What needs to be done
Please return the lines of the data below, word for word, from the first line through the line containing "const PROMPT: &str".

*** Opening of Exercise input ***

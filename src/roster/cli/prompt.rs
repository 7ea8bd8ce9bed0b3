use super::render::render_prompt;
use dialoguer::console::Term;
use dialoguer::Select;
use roster::confirm::{AutoConfirm, Confirm, ConfirmPrompt};
use roster::error::{Result, RosterError};

/// Asks on stderr with a two-item menu: the primary label first, the
/// secondary second. Escape counts as declining.
#[derive(Debug, Default)]
pub struct TerminalConfirm;

impl Confirm for TerminalConfirm {
    fn confirm(&mut self, prompt: &ConfirmPrompt) -> Result<bool> {
        let term = Term::stderr();
        term.write_str(&render_prompt(prompt))?;

        let choice = Select::new()
            .items(&[&prompt.primary, &prompt.secondary])
            .default(0)
            .interact_on_opt(&term)
            .map_err(prompt_error)?;

        Ok(choice == Some(0))
    }
}

/// `--yes` skips the terminal entirely.
pub fn confirmer(yes: bool) -> Box<dyn Confirm> {
    if yes {
        Box::new(AutoConfirm)
    } else {
        Box::new(TerminalConfirm)
    }
}

pub fn prompt_error(e: dialoguer::Error) -> RosterError {
    RosterError::Io(std::io::Error::other(e))
}
//! The interactive pager behind `roster browse`.
//!
//! One controller lives for the whole session so the page size found on the
//! first response, the filter and the scope carry across commands.

use super::prompt::{prompt_error, TerminalConfirm};
use super::render::{print_messages, render_user_list};
use super::styles::{self, names};
use dialoguer::console::Term;
use dialoguer::Input;
use roster::api::{CmdMessage, UserListController};
use roster::commands::{ListView, ResetTarget};
use roster::directory::UserDirectory;
use roster::error::{Result, RosterError};
use roster::model::{RowAction, Scope};

const PROMPT: &str = "n/p/<page>//filter/e|d|a|u|r <id>/q";

const BUSY: &str = "Loading users…";

const HELP: &str = "\
  n, <enter>   next page
  p            previous page
  <number>     jump to page
  /text        filter by name or username (/ alone clears)
  e <id>       enable account
  d <id>       disable account
  a <id>       assign administrator
  u <id>       remove administrator
  r <id>       send password reset email
  q            quit";

#[derive(Debug, Clone, PartialEq, Eq)]
pub enum BrowseInput {
    Next,
    Previous,
    Page(u32),
    Filter(String),
    Toggle {
        user_id: i64,
        action: RowAction,
        checked: bool,
    },
    Reset(i64),
    Help,
    Quit,
    Unknown(String),
}

/// Parses one line of browse input. Administrator toggles apply to `scope`.
pub fn parse_input(line: &str, scope: Scope) -> BrowseInput {
    let line = line.trim();

    if let Some(text) = line.strip_prefix('/') {
        return BrowseInput::Filter(text.to_string());
    }
    if let Ok(page) = line.parse::<u32>() {
        return BrowseInput::Page(page);
    }

    let mut parts = line.split_whitespace();
    let verb = parts.next().unwrap_or("");
    let user_id = parts.next().and_then(|id| id.parse::<i64>().ok());
    if parts.next().is_some() {
        return BrowseInput::Unknown(line.to_string());
    }

    let toggle = |action, checked| match user_id {
        Some(user_id) => BrowseInput::Toggle {
            user_id,
            action,
            checked,
        },
        None => BrowseInput::Unknown(line.to_string()),
    };

    match verb {
        "" | "n" => BrowseInput::Next,
        "p" => BrowseInput::Previous,
        "q" | "quit" => BrowseInput::Quit,
        "?" | "h" | "help" => BrowseInput::Help,
        "e" => toggle(RowAction::Enable, true),
        "d" => toggle(RowAction::Enable, false),
        "a" => toggle(RowAction::AssignAdmin(scope), true),
        "u" => toggle(RowAction::AssignAdmin(scope), false),
        "r" => match user_id {
            Some(id) => BrowseInput::Reset(id),
            None => BrowseInput::Unknown(line.to_string()),
        },
        _ => BrowseInput::Unknown(line.to_string()),
    }
}

/// Draws the busy line on stderr while a request is out and erases it once
/// the response is in.
fn busy_indicator(term: Term) -> impl FnMut(bool) {
    let use_color = term.features().colors_supported();
    move |busy| {
        let _ = if busy {
            term.write_str(&styles::apply(names::INFO, BUSY, use_color))
        } else {
            term.clear_line()
        };
    }
}

pub fn run<D: UserDirectory>(
    api: &mut UserListController<D>,
    filter: Option<String>,
) -> Result<()> {
    api.set_busy_hook(busy_indicator(Term::stderr()));

    let mut view = api.load_page(filter.as_deref().unwrap_or(""), 1)?;
    print!("{}", render_user_list(&view));

    loop {
        let line: String = Input::new()
            .with_prompt(PROMPT)
            .allow_empty(true)
            .interact_text()
            .map_err(prompt_error)?;

        let input = parse_input(&line, api.context().scope);
        if input == BrowseInput::Quit {
            return Ok(());
        }

        match step(api, &view, input) {
            Ok(Some(next)) => {
                view = next;
                print!("{}", render_user_list(&view));
            }
            Ok(None) => {}
            Err(e) => print_messages(&[CmdMessage::error(e.to_string())]),
        }
    }
}

/// Carries out one parsed command. `Some` is a view to redraw.
fn step<D: UserDirectory>(
    api: &mut UserListController<D>,
    view: &ListView,
    input: BrowseInput,
) -> Result<Option<ListView>> {
    match input {
        BrowseInput::Next => api.next_page().map(Some),
        BrowseInput::Previous => api.previous_page().map(Some),
        BrowseInput::Page(page) => api.set_page(page).map(Some),
        BrowseInput::Filter(text) => {
            let next = api.set_filter(&text)?;
            if next.is_none() {
                print_messages(&[CmdMessage::info("Filter unchanged.")]);
            }
            Ok(next)
        }
        BrowseInput::Toggle {
            user_id,
            action,
            checked,
        } => {
            let result = api.toggle_row(user_id, action, checked, &mut TerminalConfirm)?;
            print_messages(&result.messages);
            Ok(api.view())
        }
        BrowseInput::Reset(user_id) => {
            let row = view
                .rows
                .iter()
                .find(|row| row.id == user_id)
                .ok_or_else(|| {
                    RosterError::Api(format!("User {} is not on the current page", user_id))
                })?;
            let target = ResetTarget::new(row.display_name(), row.username.clone());
            let result = api.reset_password(&target, &mut TerminalConfirm)?;
            print_messages(&result.messages);
            Ok(None)
        }
        BrowseInput::Help => {
            println!("{}", HELP);
            Ok(None)
        }
        BrowseInput::Unknown(text) => {
            print_messages(&[CmdMessage::warning(format!(
                "Unknown command: {} (? for help)",
                text
            ))]);
            Ok(None)
        }
        BrowseInput::Quit => Ok(None),
    }
}

#[cfg(test)]
mod tests {
    use super::*;

    #[test]
    fn parses_paging_and_filters() {
        assert_eq!(parse_input("", Scope::Sitewide), BrowseInput::Next);
        assert_eq!(parse_input(" n ", Scope::Sitewide), BrowseInput::Next);
        assert_eq!(parse_input("p", Scope::Sitewide), BrowseInput::Previous);
        assert_eq!(parse_input("12", Scope::Sitewide), BrowseInput::Page(12));
        assert_eq!(
            parse_input("/ada love", Scope::Sitewide),
            BrowseInput::Filter("ada love".to_string())
        );
        assert_eq!(
            parse_input("/", Scope::Sitewide),
            BrowseInput::Filter(String::new())
        );
        assert_eq!(parse_input("q", Scope::Sitewide), BrowseInput::Quit);
    }

    #[test]
    fn parses_row_commands_in_scope() {
        assert_eq!(
            parse_input("a 42", Scope::Agencies),
            BrowseInput::Toggle {
                user_id: 42,
                action: RowAction::AssignAdmin(Scope::Agencies),
                checked: true,
            }
        );
        assert_eq!(
            parse_input("d 7", Scope::Sitewide),
            BrowseInput::Toggle {
                user_id: 7,
                action: RowAction::Enable,
                checked: false,
            }
        );
        assert_eq!(parse_input("r 3", Scope::Sitewide), BrowseInput::Reset(3));
    }

    #[test]
    fn rejects_malformed_row_commands() {
        assert!(matches!(
            parse_input("e", Scope::Sitewide),
            BrowseInput::Unknown(_)
        ));
        assert!(matches!(
            parse_input("e x", Scope::Sitewide),
            BrowseInput::Unknown(_)
        ));
        assert!(matches!(
            parse_input("e 1 2", Scope::Sitewide),
            BrowseInput::Unknown(_)
        ));
        assert!(matches!(
            parse_input("zap", Scope::Sitewide),
            BrowseInput::Unknown(_)
        ));
    }
}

*** Close of Exercise input ***

Exercise answer
filename src/roster/cli/prompt.rs
repository 7ea8bd8ce9bed0b3
use super::render::render_prompt;
use dialoguer::console::Term;
use dialoguer::Select;
use roster::confirm::{AutoConfirm, Confirm, ConfirmPrompt};
use roster::error::{Result, RosterError};

/// Asks on stderr with a two-item menu: the primary label first, the
/// secondary second. Escape counts as declining.
#[derive(Debug, Default)]
pub struct TerminalConfirm;

impl Confirm for TerminalConfirm {
    fn confirm(&mut self, prompt: &ConfirmPrompt) -> Result<bool> {
        let term = Term::stderr();
        term.write_str(&render_prompt(prompt))?;

        let choice = Select::new()
            .items(&[&prompt.primary, &prompt.secondary])
            .default(0)
            .interact_on_opt(&term)
            .map_err(prompt_error)?;

        Ok(choice == Some(0))
    }
}

/// `--yes` skips the terminal entirely.
pub fn confirmer(yes: bool) -> Box<dyn Confirm> {
    if yes {
        Box::new(AutoConfirm)
    } else {
        Box::new(TerminalConfirm)
    }
}

pub fn prompt_error(e: dialoguer::Error) -> RosterError {
    RosterError::Io(std::io::Error::other(e))
}
//! The interactive pager behind `roster browse`.
//!
//! One controller lives for the whole session so the page size found on the
//! first response, the filter and the scope carry across commands.

use super::prompt::{prompt_error, TerminalConfirm};
use super::render::{print_messages, render_user_list};
use super::styles::{self, names};
use dialoguer::console::Term;
use dialoguer::Input;
use roster::api::{CmdMessage, UserListController};
use roster::commands::{ListView, ResetTarget};
use roster::directory::UserDirectory;
use roster::error::{Result, RosterError};
use roster::model::{RowAction, Scope};

const PROMPT: &str = "n/p/<page>//filter/e|d|a|u|r <id>/q";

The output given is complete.